◆ EXTRACTED MATERIAL ◆
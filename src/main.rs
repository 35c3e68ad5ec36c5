//! Command-line entry point for the advisory post pipeline.

use clap::Parser;
use std::error::Error;
use tracing::{debug, info, warn};
use tracing_subscriber::{EnvFilter, fmt as tfmt};

use advisory_post::api::OpenAiChat;
use advisory_post::cli::Cli;
use advisory_post::config::Config;
use advisory_post::delivery::smtp::SmtpMailer;
use advisory_post::delivery::{DeliveryManager, DeliveryOutcome};
use advisory_post::pipeline::{self, RunOutcome};
use advisory_post::scrapers::moneycontrol::MoneycontrolScraper;

#[tokio::main(flavor = "current_thread")]
async fn main() -> Result<(), Box<dyn Error>> {
    // --- Tracing init ---
    let filter = EnvFilter::try_from_default_env().unwrap_or_else(|_| EnvFilter::new("info"));
    tfmt()
        .with_env_filter(filter)
        .with_target(true)
        .with_file(false)
        .with_line_number(false)
        .with_timer(tracing_subscriber::fmt::time::UtcTime::rfc_3339())
        .init();

    let start_time = std::time::Instant::now();

    match dotenvy::dotenv() {
        Ok(path) => debug!(path = %path.display(), "Loaded .env"),
        Err(e) if e.not_found() => debug!("No .env file found"),
        Err(e) => warn!(error = %e, "Failed to load .env; continuing with process environment"),
    }

    let args = Cli::parse();
    let config = Config::from_cli(&args)?;
    debug!(
        source = %config.source.url,
        model = %config.llm.model,
        smtp_host = %config.mail.host,
        max_retries = config.delivery.max_retries,
        "Configuration loaded"
    );

    let source = MoneycontrolScraper::new(config.source.clone())?;
    let api = OpenAiChat::new(config.llm.clone())?;
    let delivery = DeliveryManager::new(
        SmtpMailer::new(config.mail.clone()),
        &config.mail,
        &config.delivery,
    );

    let outcome = pipeline::run(&source, &api, &delivery).await;
    report(&outcome, &config);

    let elapsed = start_time.elapsed();
    info!(?elapsed, secs = elapsed.as_secs(), "Execution complete");
    Ok(())
}

/// Print the console summary for a finished run.
fn report(outcome: &RunOutcome, config: &Config) {
    match outcome {
        RunOutcome::NoContext(e) => {
            println!("Error scraping market context: {e}");
        }
        RunOutcome::NoPost { error, .. } => {
            println!("Error generating post: {error}");
        }
        RunOutcome::Delivered { delivery, .. } => match delivery {
            DeliveryOutcome::Sent { attempts } => {
                println!("✓ Email sent successfully (attempt {attempts})");
            }
            DeliveryOutcome::Persisted {
                path,
                subject,
                attempts,
                error,
            } => {
                println!("\n❌ All {attempts} attempts failed: {error}");
                println!(
                    "Post saved to '{}' folder as {}.",
                    config.delivery.failed_posts_dir.display(),
                    path.display()
                );
                println!("Subject: {subject}");
                println!("You can manually send it later using the saved subject and content.");
            }
            DeliveryOutcome::Lost {
                attempts,
                error,
                persist_error,
            } => {
                println!("\n❌ All {attempts} attempts failed: {error}");
                println!("Failed to save error log: {persist_error}");
                println!("Copy the post printed above to send it manually.");
            }
        },
    }
}
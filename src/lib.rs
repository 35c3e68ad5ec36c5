//! # Advisory Post
//!
//! Drafts a LinkedIn advisory post from today's Indian market headlines and
//! emails it, keeping a copy on disk if the email cannot be sent.
//!
//! ## Usage
//!
//! ```sh
//! # GMAIL_USER, GMAIL_APP_PASSWORD, EMAIL_TO and OPENAI_KEY from the
//! # environment or a .env file
//! advisory_post
//! ```
//!
//! ## Architecture
//!
//! The application is a single forward pipeline:
//! 1. **Fetching**: Scrape up to ten headlines from the markets news page
//! 2. **Generating**: Ask an OpenAI-compatible model for the post (one request)
//! 3. **Delivering**: Email the post with fixed-delay retries; on total failure
//!    save it under `failed_posts/` for manual sending
//!
//! Everything runs sequentially on one thread. Stage failures are reported on
//! the console and the process still exits normally.

pub mod api;
pub mod cli;
pub mod config;
pub mod delivery;
pub mod error;
pub mod models;
pub mod outputs;
pub mod pipeline;
pub mod prompt;
pub mod scrapers;
pub mod utils;
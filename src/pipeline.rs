//! The three-stage run: fetch headlines, draft a post, deliver it.
//!
//! Stages run strictly in order and a failing stage stops the run. Stage
//! errors are folded into [`RunOutcome`] rather than propagated, so the
//! caller decides what to print.

use crate::api::{AskAsync, generate_post};
use crate::delivery::smtp::Mailer;
use crate::delivery::{DeliveryManager, DeliveryOutcome};
use crate::error::{FetchError, GenerateError};
use crate::models::{GeneratedPost, MarketContext};
use crate::scrapers::ContextSource;
use crate::utils::framed;
use tracing::{error, info, instrument};

/// How far a run got.
#[derive(Debug)]
pub enum RunOutcome {
    /// No headlines; nothing else ran.
    NoContext(FetchError),
    /// Headlines fetched but the model produced nothing; delivery never ran.
    NoPost {
        context: MarketContext,
        error: GenerateError,
    },
    /// A post was drafted and delivery was attempted.
    Delivered {
        context: MarketContext,
        post: GeneratedPost,
        delivery: DeliveryOutcome,
    },
}

/// Run the pipeline once.
#[instrument(level = "info", skip_all)]
pub async fn run<S, A, M>(source: &S, api: &A, delivery: &DeliveryManager<M>) -> RunOutcome
where
    S: ContextSource,
    A: AskAsync<Response = String>,
    M: Mailer,
{
    info!("Fetching market context");
    let context = match source.fetch_context().await {
        Ok(context) => context,
        Err(e) => {
            error!(error = %e, transient = e.is_transient(), "Error scraping market context");
            return RunOutcome::NoContext(e);
        }
    };

    info!(headlines = context.headlines.len(), date = %context.date, "Generating advisory post");
    let post = match generate_post(api, &context).await {
        Ok(post) => post,
        Err(error) => return RunOutcome::NoPost { context, error },
    };

    println!("{}", framed(post.as_str()));

    let outcome = delivery.deliver_post(&post).await;
    info!(sent = outcome.is_sent(), attempts = outcome.attempts(), "Delivery finished");

    RunOutcome::Delivered {
        context,
        post,
        delivery: outcome,
    }
}

#[cfg(test)]
mod tests {
    use super::*;
    use crate::config::SourceConfig;
    use crate::delivery::tests::{ScriptedMailer, mail_config, policy};
    use crate::outputs::failed::read_failure_record;
    use crate::scrapers::moneycontrol::MoneycontrolScraper;
    use std::sync::atomic::{AtomicUsize, Ordering};
    use std::time::Duration;
    use url::Url;

    struct FixedSource(Vec<&'static str>);

    impl ContextSource for FixedSource {
        async fn fetch_context(&self) -> Result<MarketContext, FetchError> {
            Ok(MarketContext {
                date: "2025-05-06".to_string(),
                headlines: self.0.iter().map(|h| h.to_string()).collect(),
            })
        }
    }

    /// Returns a canned reply and counts how often it was asked.
    #[derive(Default)]
    struct CannedModel {
        reply: Option<&'static str>,
        calls: AtomicUsize,
        last_prompt: std::sync::Mutex<String>,
    }

    impl AskAsync for CannedModel {
        type Response = String;

        async fn ask(&self, text: &str) -> Result<String, GenerateError> {
            self.calls.fetch_add(1, Ordering::SeqCst);
            *self.last_prompt.lock().unwrap() = text.to_string();
            self.reply
                .map(str::to_string)
                .ok_or(GenerateError::EmptyCompletion)
        }
    }

    fn dir_entries(dir: &std::path::Path) -> usize {
        std::fs::read_dir(dir).map(|d| d.count()).unwrap_or(0)
    }

    #[tokio::test]
    async fn test_headlines_to_sent_email() {
        let tmp = tempfile::tempdir().unwrap();
        let source = FixedSource(vec!["Markets fall 2%", "SIP inflows rise"]);
        let model = CannedModel {
            reply: Some("Volatility is normal. Keep your SIPs running 📈"),
            ..CannedModel::default()
        };
        let mailer = ScriptedMailer::failing(0);
        let delivery = DeliveryManager::new(&mailer, &mail_config(), &policy(tmp.path(), 3));

        let outcome = run(&source, &model, &delivery).await;

        match outcome {
            RunOutcome::Delivered { post, delivery, .. } => {
                assert_eq!(post.as_str(), "Volatility is normal. Keep your SIPs running 📈");
                assert_eq!(delivery, DeliveryOutcome::Sent { attempts: 1 });
            }
            other => panic!("unexpected outcome: {other:?}"),
        }
        assert!(model.last_prompt.lock().unwrap().contains("Markets fall 2%\nSIP inflows rise"));
        assert_eq!(mailer.calls(), 1);
        assert_eq!(dir_entries(tmp.path()), 0);
    }

    #[tokio::test]
    async fn test_fetch_network_error_halts_before_generation() {
        let tmp = tempfile::tempdir().unwrap();
        // nothing listens on port 1
        let source = MoneycontrolScraper::new(SourceConfig {
            url: Url::parse("http://127.0.0.1:1/news/").unwrap(),
            headline_selector: "li.clearfix".to_string(),
            user_agent: "Mozilla/5.0".to_string(),
            timeout: Duration::from_secs(2),
        })
        .unwrap();
        let model = CannedModel {
            reply: Some("unused"),
            ..CannedModel::default()
        };
        let mailer = ScriptedMailer::failing(0);
        let delivery = DeliveryManager::new(&mailer, &mail_config(), &policy(tmp.path(), 3));

        let outcome = run(&source, &model, &delivery).await;

        assert!(matches!(outcome, RunOutcome::NoContext(FetchError::Http(_))));
        assert_eq!(model.calls.load(Ordering::SeqCst), 0);
        assert_eq!(mailer.calls(), 0);
    }

    #[tokio::test]
    async fn test_generation_failure_skips_delivery() {
        let tmp = tempfile::tempdir().unwrap();
        let source = FixedSource(vec!["Gold hits record"]);
        let model = CannedModel::default();
        let mailer = ScriptedMailer::failing(0);
        let delivery = DeliveryManager::new(&mailer, &mail_config(), &policy(tmp.path(), 3));

        let outcome = run(&source, &model, &delivery).await;

        assert!(matches!(
            outcome,
            RunOutcome::NoPost {
                error: GenerateError::EmptyCompletion,
                ..
            }
        ));
        assert_eq!(mailer.calls(), 0);
    }

    #[tokio::test]
    async fn test_auth_failures_persist_post() {
        let tmp = tempfile::tempdir().unwrap();
        let dir = tmp.path().join("failed_posts");
        let source = FixedSource(vec!["Rupee slides", "FIIs sell"]);
        let model = CannedModel {
            reply: Some("Diversify beyond the rupee 🌍"),
            ..CannedModel::default()
        };
        let mailer = ScriptedMailer::failing(usize::MAX);
        let delivery = DeliveryManager::new(&mailer, &mail_config(), &policy(&dir, 3));

        let outcome = run(&source, &model, &delivery).await;

        let path = match outcome {
            RunOutcome::Delivered {
                delivery:
                    DeliveryOutcome::Persisted {
                        path,
                        subject,
                        attempts,
                        ..
                    },
                ..
            } => {
                assert_eq!(attempts, 3);
                assert!(subject.starts_with("LinkedIn Advisory Post - "));
                path
            }
            other => panic!("unexpected outcome: {other:?}"),
        };
        assert_eq!(mailer.calls(), 3);
        assert_eq!(dir_entries(&dir), 1);

        let record = read_failure_record(&path).await.unwrap();
        assert_eq!(record.content, "Diversify beyond the rupee 🌍");
        assert!(record.error.contains("authentication failed"));
    }
}
//! News source scrapers that produce a [`MarketContext`].
//!
//! A source is anything implementing [`ContextSource`]. The pipeline asks it
//! for context exactly once per run and halts if it fails.
//!
//! # Supported Sources
//!
//! | Source | Module | Method | Notes |
//! |--------|--------|--------|-------|
//! | Moneycontrol markets | [`moneycontrol`] | HTML scraping | `li.clearfix` list items, first ten |

use crate::error::FetchError;
use crate::models::MarketContext;

pub mod moneycontrol;

/// A single-shot provider of market headlines.
pub trait ContextSource {
    /// Fetch the current headlines. No retries are attempted here.
    async fn fetch_context(&self) -> Result<MarketContext, FetchError>;
}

◆ PROBLEM DETAILS ◆
Return every line in the records that includes the string "your".

◆ EXERCISE SOLUTION ◆
            reply: Some("Volatility is normal. Keep your SIPs running 📈"),
                assert_eq!(post.as_str(), "Volatility is normal. Keep your SIPs running 📈");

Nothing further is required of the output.